## WORK TO BE COMPLETED
When a line in the data below includes "appropriate", pick it out and copy it.

## INPUT DATA
##########

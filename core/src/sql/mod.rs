mod chunk;

use std::borrow::Cow;
use std::fmt::Write;

use smallvec::SmallVec;

use crate::dialect::{Dialect, write_placeholder};
use crate::error::RenderError;
use crate::Value;
pub use chunk::*;

/// Marker that stands for one argument inside raw SQL text.
pub const PLACEHOLDER_MARKER: char = '?';

/// SQL fragment builder with flat chunk storage.
///
/// Uses `SmallVec<[SQLChunk; 8]>` for inline storage of typical SQL fragments
/// without heap allocation. A fragment is dialect-agnostic until it is rendered.
#[derive(Debug, Clone, Default, PartialEq)]
pub struct SQL {
    pub chunks: SmallVec<[SQLChunk; 8]>,
}

impl SQL {
    // ==================== constructors ====================

    /// Creates an empty SQL fragment
    #[inline]
    pub const fn empty() -> Self {
        Self {
            chunks: SmallVec::new_const(),
        }
    }

    /// Creates SQL with raw text (unquoted)
    #[inline]
    pub fn raw(text: impl Into<Cow<'static, str>>) -> Self {
        Self {
            chunks: smallvec::smallvec![SQLChunk::Raw(text.into())],
        }
    }

    /// Creates SQL with a single parameter value
    #[inline]
    pub fn param(value: impl Into<Value>) -> Self {
        Self {
            chunks: smallvec::smallvec![SQLChunk::Param(value.into())],
        }
    }

    /// Creates a comma-separated list of parameters: `?,?,?`.
    pub fn param_list<I>(values: I) -> Self
    where
        I: IntoIterator,
        I::Item: Into<Value>,
    {
        let iter = values.into_iter();
        let (lower, _) = iter.size_hint();
        let mut chunks = SmallVec::with_capacity(lower.saturating_mul(2));
        for (i, v) in iter.enumerate() {
            if i > 0 {
                chunks.push(SQLChunk::raw_static(","));
            }
            chunks.push(SQLChunk::Param(v.into()));
        }
        SQL { chunks }
    }

    /// Splits caller-supplied SQL text on `?` markers and binds one value per marker.
    ///
    /// Fails when the number of markers differs from the number of values, since the
    /// rendered arguments would no longer line up with the placeholders.
    pub fn raw_with_params<I>(text: &str, params: I) -> Result<Self, RenderError>
    where
        I: IntoIterator,
        I::Item: Into<Value>,
    {
        let mut params = params.into_iter();
        let mut chunks = SmallVec::new();
        let mut markers = 0usize;
        let mut bound = 0usize;
        let mut segments = text.split(PLACEHOLDER_MARKER).peekable();

        while let Some(segment) = segments.next() {
            if !segment.is_empty() {
                chunks.push(SQLChunk::Raw(Cow::Owned(segment.to_owned())));
            }
            if segments.peek().is_some() {
                markers += 1;
                if let Some(value) = params.next() {
                    chunks.push(SQLChunk::Param(value.into()));
                    bound += 1;
                }
            }
        }

        let extra = params.count();
        if markers != bound || extra > 0 {
            return Err(RenderError::PlaceholderMismatch {
                markers,
                params: bound + extra,
            });
        }
        Ok(SQL { chunks })
    }

    // ==================== builder methods ====================

    /// Append another SQL fragment (flat extend)
    #[inline]
    pub fn append(mut self, other: impl Into<SQL>) -> Self {
        self.append_mut(other);
        self
    }

    #[inline]
    pub fn append_mut(&mut self, other: impl Into<SQL>) {
        let other = other.into();

        if self.chunks.is_empty() {
            self.chunks = other.chunks;
            return;
        }
        if other.chunks.is_empty() {
            return;
        }

        self.chunks.extend(other.chunks);
    }

    /// Push a single chunk
    #[inline]
    pub fn push(mut self, chunk: impl Into<SQLChunk>) -> Self {
        self.chunks.push(chunk.into());
        self
    }

    #[inline]
    pub fn push_mut(&mut self, chunk: impl Into<SQLChunk>) {
        self.chunks.push(chunk.into());
    }

    // ==================== combinators ====================

    /// Joins SQL fragments with a separator.
    ///
    /// Fragments that render no text are skipped entirely, so no separator is
    /// written for them. They cannot carry arguments, since every argument is
    /// written as a placeholder.
    pub fn join<I>(sqls: I, separator: &'static str) -> SQL
    where
        I: IntoIterator<Item = SQL>,
    {
        crate::resql_profile_scope!("sql_render", "join");

        let mut result = SQL::empty();
        let mut first = true;
        for sql in sqls {
            if sql.is_empty() {
                continue;
            }
            if !first {
                result.chunks.push(SQLChunk::raw_static(separator));
            }
            result.chunks.extend(sql.chunks);
            first = false;
        }
        result
    }

    /// Wrap in parentheses: (self)
    #[inline]
    pub fn parens(self) -> Self {
        SQL::raw("(").append(self).push(")")
    }

    // ==================== output methods ====================

    /// Returns true if this fragment renders to an empty string.
    #[inline]
    pub fn is_empty(&self) -> bool {
        self.chunks.iter().all(SQLChunk::is_blank)
    }

    /// Returns an iterator over the bound values, in placeholder order.
    pub fn params(&self) -> impl Iterator<Item = &Value> {
        self.chunks.iter().filter_map(|chunk| match chunk {
            SQLChunk::Param(value) => Some(value),
            SQLChunk::Raw(_) => None,
        })
    }

    /// Number of placeholders this fragment renders.
    pub fn param_count(&self) -> usize {
        self.params().count()
    }

    /// Returns the SQL string with `?` placeholders.
    pub fn sql(&self) -> String {
        self.sql_for(Dialect::default())
    }

    /// Returns the SQL string with dialect-appropriate placeholders.
    pub fn sql_for(&self, dialect: Dialect) -> String {
        let mut buf = String::with_capacity(self.chunks.len().saturating_mul(8).max(64));
        self.write_to(&mut buf, dialect);
        buf
    }

    /// Write SQL to a buffer with dialect-appropriate placeholders.
    pub fn write_to(&self, buf: &mut impl Write, dialect: Dialect) {
        let mut param_index = 1usize;
        for chunk in &self.chunks {
            match chunk {
                SQLChunk::Param(_) => {
                    write_placeholder(dialect, param_index, buf);
                    param_index += 1;
                }
                SQLChunk::Raw(_) => chunk.write_raw(buf),
            }
        }
    }

    /// Generates the SQL string and collects the arguments in a single pass.
    pub fn build(&self, dialect: Dialect) -> (String, Vec<Value>) {
        crate::resql_profile_scope!("sql_render", "build");

        let mut buf = String::with_capacity(self.chunks.len().saturating_mul(8).max(64));
        let mut params = Vec::new();
        for chunk in &self.chunks {
            match chunk {
                SQLChunk::Param(value) => {
                    params.push(value.clone());
                    write_placeholder(dialect, params.len(), &mut buf);
                }
                SQLChunk::Raw(_) => chunk.write_raw(&mut buf),
            }
        }
        (buf, params)
    }

    /// Like [`SQL::build`], but moves the arguments out instead of cloning them.
    pub fn into_parts(self, dialect: Dialect) -> (String, Vec<Value>) {
        let mut buf = String::with_capacity(self.chunks.len().saturating_mul(8).max(64));
        let mut params = Vec::new();
        for chunk in self.chunks {
            match chunk {
                SQLChunk::Param(value) => {
                    params.push(value);
                    write_placeholder(dialect, params.len(), &mut buf);
                }
                SQLChunk::Raw(text) => buf.push_str(&text),
            }
        }
        (buf, params)
    }
}

// ==================== trait implementations ====================

impl From<&'static str> for SQL {
    fn from(s: &'static str) -> Self {
        SQL::raw(s)
    }
}

impl From<String> for SQL {
    fn from(s: String) -> Self {
        SQL::raw(s)
    }
}

impl From<SQLChunk> for SQL {
    fn from(chunk: SQLChunk) -> Self {
        SQL {
            chunks: smallvec::smallvec![chunk],
        }
    }
}

impl core::fmt::Display for SQL {
    fn fmt(&self, f: &mut core::fmt::Formatter<'_>) -> core::fmt::Result {
        let params: Vec<_> = self.params().collect();
        write!(f, r#"sql: "{}", params: {:?}"#, self.sql(), params)
    }
}

impl FromIterator<SQLChunk> for SQL {
    fn from_iter<I: IntoIterator<Item = SQLChunk>>(iter: I) -> Self {
        Self {
            chunks: SmallVec::from_iter(iter),
        }
    }
}

impl IntoIterator for SQL {
    type Item = SQLChunk;
    type IntoIter = smallvec::IntoIter<[SQLChunk; 8]>;

    fn into_iter(self) -> Self::IntoIter {
        self.chunks.into_iter()
    }
}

##########

## THE ANSWER
    /// Returns the SQL string with dialect-appropriate placeholders.
    /// Write SQL to a buffer with dialect-appropriate placeholders.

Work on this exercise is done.